Broken Koans and other Zen debris:
"Three people were walking on the road, and they saw a man standing on a hill.

'I wonder what that man is doing,' one of them said, 'perhaps he is waiting for someone.'

'I'll bet he's looking for a cow that has strayed,' said another.

'Or perhaps he is just enjoying the breeze,' said the third.

So the three people went up the hill to the man, to find out.

'We're just curious,' they said, 'are you waiting for someone? Or are you perhaps looking for a cow that has strayed? Or are you just enjoying the breeze?'

'None of those,' said the man. 'Actually I was taking a leak in the bushes.'

--

Pupil: Why did the Bodhidharma come from India to China?

Master: I have no idea. Why do people always ask me that?

--

Two monks were arguing about a flag. One said, "The flag is moving."
The other said, "The wind is moving."
Julian Barbour happened to be passing by. He told them, "Not the wind, not the flag."
The first monk said, "Is the mind moving?"
Barbour replied, "Not even mind is moving."
The second monk said, "Is time moving?"
Barbour said, "There is no time. You could say that it is mu-ving."
"Then why do we think that flags flap, and wind blows, and minds change, and time moves?" inquired the first monk.
Barbour thought, and said, "Because you remember."

--

One afternoon a student said "Roshi, I don't really understand what's going on. I mean, we sit in zazen and we gassho to each other and everything, and Felicia got enlightened when the bottom fell out of her water-bucket, and Todd got enlightened when you popped him one with your staff, and people work on koans and get enlightened, but I've been doing this for two years now, and the koans don't make any sense, and I don't feel enlightened at all! Can you just tell me what's going on?"
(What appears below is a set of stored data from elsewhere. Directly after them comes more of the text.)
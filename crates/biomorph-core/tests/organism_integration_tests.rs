//! Integration tests for organism-world interactions
//!
//! These tests drive organisms through the World stepper, so they live in
//! biomorph-core which has access to both.

use biomorph_core::world::World;
use biomorph_core::WorldConfig;
use biomorph_organism::{
    BodyPlan, Gene, GeneticCode, MutationConfig, OrganismConfig, OrganismId, Rect,
};
use biomorph_simulation::{OrganismFlags, ReactionRegistry, SegmentType, SegmentTypes};
use glam::DVec2;
use rand::SeedableRng;
use rand_xoshiro::Xoshiro256StarStar;
use std::f64::consts::FRAC_PI_2;

const EPS: f64 = 1e-9;

fn rod(segment_type: SegmentType, theta: f64) -> GeneticCode {
    GeneticCode::from_parts(
        vec![Gene::new(10.0, theta, -1, segment_type)],
        1,
        false,
        OrganismFlags::empty(),
        &MutationConfig::default(),
    )
}

/// Organism rules with photosynthesis and respiration switched off so
/// energy only moves through contacts and reproduction
fn closed_energy_config() -> OrganismConfig {
    let mut config = OrganismConfig::default();
    config.life.green_obtained_energy_divisor = 0.0;
    config.life.segment_cost_divisor = 0.0;
    config
}

fn world_with(organism_config: OrganismConfig) -> World {
    let config = WorldConfig {
        width: 400.0,
        height: 400.0,
        initial_organisms: 0,
        ..Default::default()
    };
    World::new(config, organism_config, 42)
}

/// Vertical rod with 20 energy moving right into a horizontal rod.
///
/// The attacker stays below its reproduction threshold even after a drain.
fn head_on(
    world: &mut World,
    attacker: SegmentType,
    prey: SegmentType,
    prey_energy: f64,
) -> (OrganismId, OrganismId) {
    let a = world
        .spawn(rod(attacker, FRAC_PI_2), DVec2::new(98.0, 100.0), 0.0, 20.0)
        .expect("attacker placed");
    let b = world
        .spawn(rod(prey, 0.0), DVec2::new(106.0, 100.0), 0.0, prey_energy)
        .expect("prey placed");
    world.organism_mut(a).expect("attacker").motion.velocity = DVec2::new(4.0, 0.0);
    (a, b)
}

// ============================================================================
// Genetic Code Tests
// ============================================================================

#[test]
fn test_reproduce_energy_example() {
    let config = MutationConfig::default();
    let code = GeneticCode::from_parts(
        vec![
            Gene::new(5.0, 0.3, -1, SegmentType::Green),
            Gene::new(7.0, 1.1, -1, SegmentType::Red),
        ],
        4,
        false,
        OrganismFlags::empty(),
        &config,
    );
    assert_eq!(code.total_segments(), 8);
    assert_eq!(code.reproduce_energy(), 64.0);
}

#[test]
fn test_random_codes_hold_invariants() {
    let types = SegmentTypes::new();
    let config = MutationConfig::default();
    let mut rng = Xoshiro256StarStar::seed_from_u64(2024);

    let mut code = GeneticCode::random(&mut rng, &types, &config);
    let hot = MutationConfig {
        mutation_rate: 0.5,
        ..Default::default()
    };
    for _ in 0..500 {
        code = GeneticCode::mutated_from(&code, &mut rng, &types, &hot);
        assert!(code.validate().is_ok());
        let segments = code.total_segments();
        assert_eq!(segments, code.n_genes() * code.symmetry() as usize);
        assert!((1..=840).contains(&segments));
        assert_eq!(code.reproduce_energy(), 40.0 + 3.0 * segments as f64);
        for (i, gene) in code.genes().iter().enumerate() {
            assert!(gene.branch == -1 || (gene.branch >= 0 && (gene.branch as usize) < i));
        }
    }
}

#[test]
fn test_zero_rate_mutation_is_a_clone() {
    let types = SegmentTypes::new();
    let config = MutationConfig {
        mutation_rate: 0.0,
        ..Default::default()
    };
    let mut rng = Xoshiro256StarStar::seed_from_u64(5);
    for _ in 0..50 {
        let parent = GeneticCode::random(&mut rng, &types, &config);
        let child = GeneticCode::mutated_from(&parent, &mut rng, &types, &config);
        assert_eq!(child, parent);
    }
}

#[test]
fn test_branch_at_or_past_own_index_is_normalized() {
    let code = GeneticCode::from_parts(
        vec![
            Gene::new(4.0, 0.0, 0, SegmentType::Green),
            Gene::new(4.0, 0.5, 2, SegmentType::Green),
            Gene::new(4.0, 0.5, 1, SegmentType::Green),
        ],
        2,
        true,
        OrganismFlags::empty(),
        &MutationConfig::default(),
    );
    let branches: Vec<i32> = code.genes().iter().map(|g| g.branch).collect();
    assert_eq!(branches, vec![-1, -1, 1]);
}

// ============================================================================
// Body Plan Tests
// ============================================================================

#[test]
fn test_body_plan_is_idempotent() {
    let types = SegmentTypes::new();
    let mut rng = Xoshiro256StarStar::seed_from_u64(77);
    for _ in 0..20 {
        let code = GeneticCode::random(&mut rng, &types, &MutationConfig::default());
        for stage in [1, 4, 16] {
            let first = BodyPlan::generate(&code, stage);
            let second = BodyPlan::generate(&code, stage);
            let ends = |plan: &BodyPlan| {
                plan.segments
                    .iter()
                    .map(|s| (s.start, s.end))
                    .collect::<Vec<_>>()
            };
            assert_eq!(ends(&first), ends(&second));
        }
    }
}

#[test]
fn test_single_gene_mass() {
    for symmetry in 1..=8 {
        let code = GeneticCode::from_parts(
            vec![Gene::new(6.0, 0.4, -1, SegmentType::Green)],
            symmetry,
            false,
            OrganismFlags::empty(),
            &MutationConfig::default(),
        );
        let plan = BodyPlan::generate(&code, 1);
        assert!((plan.mass - symmetry as f64 * 6.0).abs() < EPS);
    }
}

// ============================================================================
// Physics Tests
// ============================================================================

#[test]
fn test_elastic_collision_swaps_velocities() {
    let mut config = closed_energy_config();
    config.physics.elasticity = 1.0;
    config.physics.rubbing = 1.0;
    let mut world = world_with(config);
    *world.reactions_mut() = ReactionRegistry::empty();
    let (a, b) = head_on(&mut world, SegmentType::Red, SegmentType::Red, 40.0);

    let kinetic = |world: &World| {
        [a, b]
            .iter()
            .filter_map(|&id| world.organism(id))
            .map(|o| 0.5 * o.mass() * o.motion.velocity.length_squared())
            .sum::<f64>()
    };
    let before = kinetic(&world);

    world.step();

    let mover = world.organism(a).expect("mover");
    let target = world.organism(b).expect("target");
    assert!(mover.motion.velocity.length() < EPS);
    assert!((target.motion.velocity - DVec2::new(4.0, 0.0)).length() < EPS);
    assert!(mover.motion.angular_velocity.abs() < EPS);
    assert!((kinetic(&world) - before).abs() < EPS);
    // The mover was rolled back to its pre-contact pose
    assert_eq!(mover.motion.position, DVec2::new(98.0, 100.0));
}

#[test]
fn test_wall_reflects_instead_of_leaving() {
    let mut world = world_with(closed_energy_config());
    let id = world
        .spawn(rod(SegmentType::Red, FRAC_PI_2), DVec2::new(395.0, 100.0), 0.0, 40.0)
        .expect("placed");
    world.organism_mut(id).expect("organism").motion.velocity = DVec2::new(8.0, 0.0);

    world.step();

    let organism = world.organism(id).expect("organism");
    assert_eq!(organism.motion.position, DVec2::new(395.0, 100.0));
    assert!(organism.motion.velocity.x < 0.0);
    assert!(world.bounds().contains_rect(&organism.bounds()));
}

// ============================================================================
// Reaction Tests
// ============================================================================

#[test]
fn test_predator_drain_through_world() {
    let mut world = world_with(closed_energy_config());
    let (a, b) = head_on(&mut world, SegmentType::Red, SegmentType::Green, 40.0);
    let k = world.organism_config().reactions.organic_obtained_energy;

    world.step();

    let drained = k * 10.0_f64.log10();
    let attacker = world.organism(a).expect("attacker");
    let prey = world.organism(b).expect("prey");
    assert!((prey.energy() - (40.0 - drained)).abs() < EPS);
    assert!((attacker.energy() - (20.0 + drained)).abs() < EPS);
    assert_eq!(world.stats().kills, 0);
}

#[test]
fn test_kill_counts_one_death() {
    let mut world = world_with(closed_energy_config());
    let (a, b) = head_on(&mut world, SegmentType::Red, SegmentType::Green, 3.0);
    assert_eq!(world.population(), 2);

    world.step();

    let stats = world.stats().clone();
    assert_eq!(stats.kills, 1);
    assert_eq!(stats.deaths, 1);
    assert_eq!(world.population(), 1);
    assert_eq!(world.organism(a).map(|o| o.kills), Some(1));
    // An empty corpse decays away within the same tick
    assert!(world.organism(b).is_none());

    for _ in 0..5 {
        world.step();
    }
    assert_eq!(world.stats().deaths, 1);
    assert_eq!(world.population(), 1);
}

// ============================================================================
// Lifecycle Tests
// ============================================================================

#[test]
fn test_starvation_decrements_population_once() {
    let mut world = world_with(OrganismConfig::default());
    let id = world
        .spawn(rod(SegmentType::Red, 0.0), DVec2::new(200.0, 200.0), 0.0, 0.001)
        .expect("placed");

    world.step();
    assert_eq!(world.stats().deaths, 1);
    assert_eq!(world.population(), 0);
    assert!(world.is_extinct());
    let corpse = world.organism(id).expect("corpse stays for one tick");
    assert!(!corpse.is_alive());
    assert!(corpse
        .segment_types()
        .iter()
        .all(|&t| t == SegmentType::Brown));

    world.step();
    assert!(world.organism(id).is_none());
    assert!(world.is_empty());
    assert_eq!(world.stats().deaths, 1);
}

#[test]
fn test_reproduction_through_world() {
    let mut world = world_with(closed_energy_config());
    let parent = world
        .spawn(rod(SegmentType::Red, 0.0), DVec2::new(200.0, 200.0), 0.0, 100.0)
        .expect("placed");
    let co2 = world.atmosphere().co2;

    world.step();

    assert_eq!(world.population(), 2);
    assert_eq!(world.stats().births, 1);
    let parent_org = world.organism(parent).expect("parent");
    assert_eq!(parent_org.children, 1);
    assert!((parent_org.energy() - 57.0).abs() < EPS);

    let child = world
        .organisms()
        .find(|o| o.id() != parent)
        .expect("child");
    assert_eq!(child.parent(), Some(parent));
    assert_eq!(child.lineage(), parent_org.lineage());
    assert_eq!(child.generation(), 1);
    assert_eq!(child.energy(), 40.0);
    assert!(!child.bounds().intersects(&parent_org.bounds()));
    // The part of the cost the child did not receive went back as CO2
    assert!((world.atmosphere().co2 - (co2 + 3.0)).abs() < EPS);
}

#[test]
fn test_population_cap_blocks_reproduction() {
    let config = WorldConfig {
        width: 400.0,
        height: 400.0,
        max_population: 1,
        ..Default::default()
    };
    let mut world = World::new(config, closed_energy_config(), 1);
    world
        .spawn(rod(SegmentType::Red, 0.0), DVec2::new(200.0, 200.0), 0.0, 100.0)
        .expect("placed");

    world.run(3);

    assert_eq!(world.population(), 1);
    assert_eq!(world.stats().births, 0);
}

#[test]
fn test_corridor_migration() {
    let config = WorldConfig {
        width: 400.0,
        height: 400.0,
        corridors: vec![Rect::new(DVec2::new(350.0, 0.0), DVec2::new(400.0, 400.0))],
        ..Default::default()
    };
    let mut world = World::new(config, closed_energy_config(), 3);
    let id = world
        .spawn(rod(SegmentType::Red, FRAC_PI_2), DVec2::new(340.0, 100.0), 0.0, 40.0)
        .expect("placed");
    world.organism_mut(id).expect("organism").motion.velocity = DVec2::new(12.0, 0.0);

    world.step();

    assert!(world.organism(id).is_none());
    assert_eq!(world.stats().migrations, 1);
    assert_eq!(world.population(), 0);
    assert_eq!(world.stats().deaths, 0);
}

// ============================================================================
// Whole-World Tests
// ============================================================================

#[test]
fn test_random_world_keeps_invariants() {
    let config = WorldConfig {
        width: 1500.0,
        height: 1500.0,
        initial_organisms: 60,
        ..Default::default()
    };
    let mut world = World::new(config, OrganismConfig::default(), 11);
    let placed = world.populate();
    assert!(placed > 0);
    assert_eq!(world.population(), placed);

    let outer = world.bounds();
    let tolerance = Rect::new(outer.min - DVec2::splat(1e-6), outer.max + DVec2::splat(1e-6));
    for _ in 0..300 {
        world.step();

        let living = world.organisms().filter(|o| o.is_alive()).count();
        assert_eq!(world.population(), living);
        for organism in world.organisms() {
            assert!(organism.code().validate().is_ok());
            assert!(tolerance.contains_rect(&organism.bounds()));
            assert!(organism.energy() >= 0.0);
        }
        assert!(world.atmosphere().co2 >= 0.0);
        assert!(world.atmosphere().o2 >= 0.0);

        if world.is_extinct() {
            break;
        }
    }
}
"Well you see," Roshi replied, "for most people, and especially for most educated people like you and I, what we perceive and experience is heavily mediated, through language and concepts that are deeply ingrained in our ways of thinking and feeling. Our objective here is to induce in ourselves and in each other a psychological state that involves the unmediated experience of the world, because we believe that that state has certain desirable properties. It's impossible in general to reach that state through any particular form or method, since forms and methods are themselves examples of the mediators that we are trying to avoid. So we employ a variety of ad hoc means, some linguistic like koans and some non-linguistic like zazen, in hopes that for any given student one or more of our methods will, in whatever way, engender the condition of non-mediated experience that is our goal. And since even thinking in terms of mediators and goals tends to reinforce our undesirable dependency on concepts, we actively discourage exactly this kind of analytical discourse."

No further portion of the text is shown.